Do not get me wrong, I DO NOT complain here. Indeed, I am too glad not to have to be 23 again and think out a plan what will become of me. I see it in my children, they have a lot on their plate, a lot of choice, a lot of anxiety to get it right and a lot of stress to motivate themselves to get on going and believing that there is a future, an inspiring job which pays well, a mate and children in a little house in the country side - and this in times of Covid, high inflation, not functioning trains in Germany and the highest prices to be paid for a room with flatmates in Munich. And all of that with one mother and one income of a secretary. Thinking about that, they are doing very well. But I can smell the stress sometimes through the telephone.

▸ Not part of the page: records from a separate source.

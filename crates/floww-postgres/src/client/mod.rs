//! PostgreSQL client with connection pooling and migration management.
//!
//! This module provides a high-level interface for connecting to PostgreSQL databases,
//! managing connection pools, and handling database migrations. It includes comprehensive
//! error handling, observability through tracing, and production-ready configuration.

pub(crate) mod custom_hooks;
pub mod migrate;
mod pg_client;
mod pg_config;

use deadpool::managed::{Object, Pool};
use diesel_async::AsyncPgConnection;
use diesel_async::pooled_connection::AsyncDieselConnectionManager;
pub use migrate::{
    MigrationResult, MigrationStatus, PgClientMigrationExt, get_applied_migrations,
    get_migration_status, run_pending_migrations, verify_schema_integrity,
};
pub use pg_client::{PgClient, PgConn, PgPoolStatus};
pub use pg_config::PgConfig;

/// Type alias for the connection pool used throughout the application.
pub type ConnectionPool = Pool<AsyncDieselConnectionManager<AsyncPgConnection>>;

/// Type alias for a connection object from the pool.
pub type PooledConnection = Object<AsyncDieselConnectionManager<AsyncPgConnection>>;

But back to me. Getting old. Defining what is old age, or older age. Here many things come to my mind, not only my place in the outer world, but also in my inner world. Me, myself and I growing older - this experience, the ultimate experience if you are honest with yourself - in relation to my children, to my siblings, to my neighbours, to my colleagues, to my body, to my hair(!), to my wardrobe and the choice of shoes, to the purchase of a car and the dreams of a "third career" which will earn serious money and make me comfortable in my really old age without hanging on the pockets of my children, well, simply: to the possibilities available.
No worries, I am not a grumpy old woman, but sometimes like to affect it, as it makes life so much easier and is a good training to become the Dowager Countess of Grantham in Downton Abbey. I like the idea of saying what I think - because the other, younger, people will say: let her say what she wants, she is old and it does not matter what a crazy old woman utters madly in the tram. Right they are. Just imagine the freedom of it.
And, it does not mean that I have to become an angry and unkind sort of person, no, far too lazy for that. I like to be kind, I like - in general - people, I like life - also in general - and I much rather smile over my mask to a stranger in the street and than look furious at him because he did not get out of my way on the trottoir. Sadly, very very rarely someone smiles back. As if smiling at older people was something painful and to be avoided in the generations between 15 and 60. Older people though smile back, and children as well. At least in my experience.
I have always taught my children to smile always at children, always, always, always. Often they smile back, not always. Often they look worried and bored out of their buggies into the world. It looks to me that few people smile at children nowadays, and children are the future. So, to smile at a child, is to smile at the future.